Extracted data
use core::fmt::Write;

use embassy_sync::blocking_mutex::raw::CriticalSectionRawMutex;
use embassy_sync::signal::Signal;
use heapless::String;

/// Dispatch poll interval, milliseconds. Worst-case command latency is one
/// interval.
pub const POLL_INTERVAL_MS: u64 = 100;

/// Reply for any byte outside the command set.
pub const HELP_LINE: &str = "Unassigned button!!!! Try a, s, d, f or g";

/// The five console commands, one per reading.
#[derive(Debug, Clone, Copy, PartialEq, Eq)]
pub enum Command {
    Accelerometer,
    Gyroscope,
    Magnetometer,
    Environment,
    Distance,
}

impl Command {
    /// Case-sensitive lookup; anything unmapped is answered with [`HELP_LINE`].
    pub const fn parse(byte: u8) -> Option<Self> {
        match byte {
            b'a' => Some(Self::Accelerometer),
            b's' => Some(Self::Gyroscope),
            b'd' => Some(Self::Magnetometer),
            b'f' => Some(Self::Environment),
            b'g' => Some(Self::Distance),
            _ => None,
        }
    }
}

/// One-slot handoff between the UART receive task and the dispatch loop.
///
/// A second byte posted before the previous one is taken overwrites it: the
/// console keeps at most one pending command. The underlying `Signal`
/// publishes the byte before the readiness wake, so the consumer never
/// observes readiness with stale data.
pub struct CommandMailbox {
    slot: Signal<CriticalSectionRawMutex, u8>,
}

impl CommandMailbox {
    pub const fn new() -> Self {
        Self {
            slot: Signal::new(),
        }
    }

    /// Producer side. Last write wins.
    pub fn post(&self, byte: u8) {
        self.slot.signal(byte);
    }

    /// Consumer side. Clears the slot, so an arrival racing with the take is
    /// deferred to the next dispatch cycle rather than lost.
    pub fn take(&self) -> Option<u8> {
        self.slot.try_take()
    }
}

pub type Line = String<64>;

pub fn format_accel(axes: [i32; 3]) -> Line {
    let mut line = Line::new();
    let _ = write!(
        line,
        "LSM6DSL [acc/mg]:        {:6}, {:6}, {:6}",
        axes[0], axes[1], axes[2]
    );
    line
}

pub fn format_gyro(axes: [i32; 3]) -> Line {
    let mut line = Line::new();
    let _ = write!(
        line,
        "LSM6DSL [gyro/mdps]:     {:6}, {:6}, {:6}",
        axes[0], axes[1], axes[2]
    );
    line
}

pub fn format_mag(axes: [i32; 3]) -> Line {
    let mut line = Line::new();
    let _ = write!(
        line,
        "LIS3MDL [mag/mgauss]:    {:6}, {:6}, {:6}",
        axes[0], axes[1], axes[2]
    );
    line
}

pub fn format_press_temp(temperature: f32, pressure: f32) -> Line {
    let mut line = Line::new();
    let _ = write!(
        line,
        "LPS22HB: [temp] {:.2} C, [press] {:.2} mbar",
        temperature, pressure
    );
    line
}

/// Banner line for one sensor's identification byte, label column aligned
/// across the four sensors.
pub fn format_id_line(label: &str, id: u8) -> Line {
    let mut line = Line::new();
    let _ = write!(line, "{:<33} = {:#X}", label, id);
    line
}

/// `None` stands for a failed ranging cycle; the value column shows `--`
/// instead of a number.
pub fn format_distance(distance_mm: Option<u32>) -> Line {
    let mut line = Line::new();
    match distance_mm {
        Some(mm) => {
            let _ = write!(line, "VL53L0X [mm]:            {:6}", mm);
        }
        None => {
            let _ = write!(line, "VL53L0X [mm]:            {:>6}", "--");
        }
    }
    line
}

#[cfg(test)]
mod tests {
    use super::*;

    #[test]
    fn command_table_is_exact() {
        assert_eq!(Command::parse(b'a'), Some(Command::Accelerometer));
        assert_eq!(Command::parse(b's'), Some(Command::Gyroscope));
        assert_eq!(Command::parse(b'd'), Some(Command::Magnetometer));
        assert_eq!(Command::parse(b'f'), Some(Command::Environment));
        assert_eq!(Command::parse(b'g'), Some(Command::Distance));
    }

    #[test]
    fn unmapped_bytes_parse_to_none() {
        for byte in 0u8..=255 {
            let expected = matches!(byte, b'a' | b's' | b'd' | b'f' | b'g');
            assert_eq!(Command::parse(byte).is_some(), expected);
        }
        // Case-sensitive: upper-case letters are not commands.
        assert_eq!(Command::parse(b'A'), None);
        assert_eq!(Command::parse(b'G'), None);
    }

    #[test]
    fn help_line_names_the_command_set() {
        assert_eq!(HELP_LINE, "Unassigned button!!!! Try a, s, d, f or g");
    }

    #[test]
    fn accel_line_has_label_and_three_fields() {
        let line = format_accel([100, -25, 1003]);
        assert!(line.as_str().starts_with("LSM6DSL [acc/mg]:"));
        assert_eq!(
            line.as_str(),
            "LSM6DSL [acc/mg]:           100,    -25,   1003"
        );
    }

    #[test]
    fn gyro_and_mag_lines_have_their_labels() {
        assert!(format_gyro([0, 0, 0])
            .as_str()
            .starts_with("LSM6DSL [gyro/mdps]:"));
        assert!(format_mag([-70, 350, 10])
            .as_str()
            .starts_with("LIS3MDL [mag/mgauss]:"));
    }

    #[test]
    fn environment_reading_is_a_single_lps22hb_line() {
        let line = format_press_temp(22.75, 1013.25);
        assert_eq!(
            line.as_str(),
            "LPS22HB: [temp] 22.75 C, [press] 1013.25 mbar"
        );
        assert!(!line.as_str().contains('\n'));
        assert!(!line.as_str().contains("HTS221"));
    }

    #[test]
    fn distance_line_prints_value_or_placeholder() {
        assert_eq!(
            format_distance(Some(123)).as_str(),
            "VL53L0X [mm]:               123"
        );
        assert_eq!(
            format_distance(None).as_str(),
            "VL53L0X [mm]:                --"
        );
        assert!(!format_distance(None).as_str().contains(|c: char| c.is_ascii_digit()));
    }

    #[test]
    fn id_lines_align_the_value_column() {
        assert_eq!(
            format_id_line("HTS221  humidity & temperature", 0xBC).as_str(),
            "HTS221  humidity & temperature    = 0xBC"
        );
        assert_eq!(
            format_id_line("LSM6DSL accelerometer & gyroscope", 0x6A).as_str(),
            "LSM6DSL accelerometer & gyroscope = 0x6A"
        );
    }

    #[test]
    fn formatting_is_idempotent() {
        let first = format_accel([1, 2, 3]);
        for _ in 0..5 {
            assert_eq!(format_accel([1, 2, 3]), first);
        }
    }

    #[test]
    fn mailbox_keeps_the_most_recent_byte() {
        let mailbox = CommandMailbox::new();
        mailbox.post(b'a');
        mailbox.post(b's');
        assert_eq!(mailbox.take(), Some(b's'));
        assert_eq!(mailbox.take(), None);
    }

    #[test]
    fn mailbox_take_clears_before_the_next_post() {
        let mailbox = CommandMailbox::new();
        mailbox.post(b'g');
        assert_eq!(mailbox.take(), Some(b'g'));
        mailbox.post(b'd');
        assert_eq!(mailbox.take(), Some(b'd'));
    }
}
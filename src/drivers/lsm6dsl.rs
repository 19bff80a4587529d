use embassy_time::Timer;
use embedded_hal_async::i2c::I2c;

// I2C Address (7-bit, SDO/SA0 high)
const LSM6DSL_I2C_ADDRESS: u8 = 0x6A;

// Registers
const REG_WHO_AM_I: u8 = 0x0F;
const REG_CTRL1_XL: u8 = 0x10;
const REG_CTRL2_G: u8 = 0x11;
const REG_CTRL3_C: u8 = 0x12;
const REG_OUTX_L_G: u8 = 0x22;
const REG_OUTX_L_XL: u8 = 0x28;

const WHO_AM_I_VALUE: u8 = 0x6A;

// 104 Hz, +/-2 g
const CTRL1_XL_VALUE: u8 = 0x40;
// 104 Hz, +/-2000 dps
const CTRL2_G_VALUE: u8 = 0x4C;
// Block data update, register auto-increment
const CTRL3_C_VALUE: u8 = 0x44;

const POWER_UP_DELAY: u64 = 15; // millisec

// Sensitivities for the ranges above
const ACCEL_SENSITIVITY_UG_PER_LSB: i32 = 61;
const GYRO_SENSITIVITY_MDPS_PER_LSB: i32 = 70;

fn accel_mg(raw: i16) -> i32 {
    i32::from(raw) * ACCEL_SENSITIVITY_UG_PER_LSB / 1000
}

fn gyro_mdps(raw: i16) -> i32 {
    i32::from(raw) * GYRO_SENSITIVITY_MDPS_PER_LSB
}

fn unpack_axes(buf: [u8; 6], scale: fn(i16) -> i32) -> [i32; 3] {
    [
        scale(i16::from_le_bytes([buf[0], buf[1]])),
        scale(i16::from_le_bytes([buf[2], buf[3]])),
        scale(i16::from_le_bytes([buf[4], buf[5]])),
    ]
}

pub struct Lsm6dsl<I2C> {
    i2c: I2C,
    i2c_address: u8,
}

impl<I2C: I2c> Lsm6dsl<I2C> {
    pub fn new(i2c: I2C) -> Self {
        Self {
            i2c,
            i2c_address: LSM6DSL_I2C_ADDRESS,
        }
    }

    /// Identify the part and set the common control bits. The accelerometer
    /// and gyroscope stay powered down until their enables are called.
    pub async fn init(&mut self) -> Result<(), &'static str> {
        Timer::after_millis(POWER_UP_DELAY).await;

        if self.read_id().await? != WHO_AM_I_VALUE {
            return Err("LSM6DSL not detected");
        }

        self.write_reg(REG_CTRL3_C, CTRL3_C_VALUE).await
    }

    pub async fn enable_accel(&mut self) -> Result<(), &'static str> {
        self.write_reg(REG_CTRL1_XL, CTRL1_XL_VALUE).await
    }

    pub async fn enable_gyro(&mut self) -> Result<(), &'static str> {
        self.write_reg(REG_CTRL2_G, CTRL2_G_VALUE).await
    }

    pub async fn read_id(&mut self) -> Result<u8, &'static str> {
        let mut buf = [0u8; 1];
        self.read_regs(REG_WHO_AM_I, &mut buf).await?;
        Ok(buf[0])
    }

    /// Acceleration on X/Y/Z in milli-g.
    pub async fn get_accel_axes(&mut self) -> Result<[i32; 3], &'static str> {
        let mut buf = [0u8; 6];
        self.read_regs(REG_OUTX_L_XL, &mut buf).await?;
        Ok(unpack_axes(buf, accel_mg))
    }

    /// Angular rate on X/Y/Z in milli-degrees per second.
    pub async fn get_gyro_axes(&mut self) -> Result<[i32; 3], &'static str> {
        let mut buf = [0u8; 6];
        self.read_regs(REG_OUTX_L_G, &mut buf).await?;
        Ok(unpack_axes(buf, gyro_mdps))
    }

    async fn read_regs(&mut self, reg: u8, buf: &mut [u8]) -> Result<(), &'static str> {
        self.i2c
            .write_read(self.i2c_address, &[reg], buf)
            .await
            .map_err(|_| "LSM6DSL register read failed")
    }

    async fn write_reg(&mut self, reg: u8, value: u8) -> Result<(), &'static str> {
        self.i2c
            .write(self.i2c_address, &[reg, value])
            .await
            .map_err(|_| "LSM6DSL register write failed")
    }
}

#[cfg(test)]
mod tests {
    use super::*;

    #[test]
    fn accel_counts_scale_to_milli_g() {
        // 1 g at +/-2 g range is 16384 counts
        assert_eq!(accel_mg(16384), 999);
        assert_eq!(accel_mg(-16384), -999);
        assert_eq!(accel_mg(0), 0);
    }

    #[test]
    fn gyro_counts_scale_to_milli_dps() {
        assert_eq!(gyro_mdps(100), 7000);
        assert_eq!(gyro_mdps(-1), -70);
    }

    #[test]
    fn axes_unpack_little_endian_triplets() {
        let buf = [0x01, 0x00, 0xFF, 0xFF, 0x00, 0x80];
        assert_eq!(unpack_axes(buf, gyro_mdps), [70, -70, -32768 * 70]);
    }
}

Task brief
Some lines above may contain the string "mbar". State how many of them the records have, and nothing more.

Problem solution
2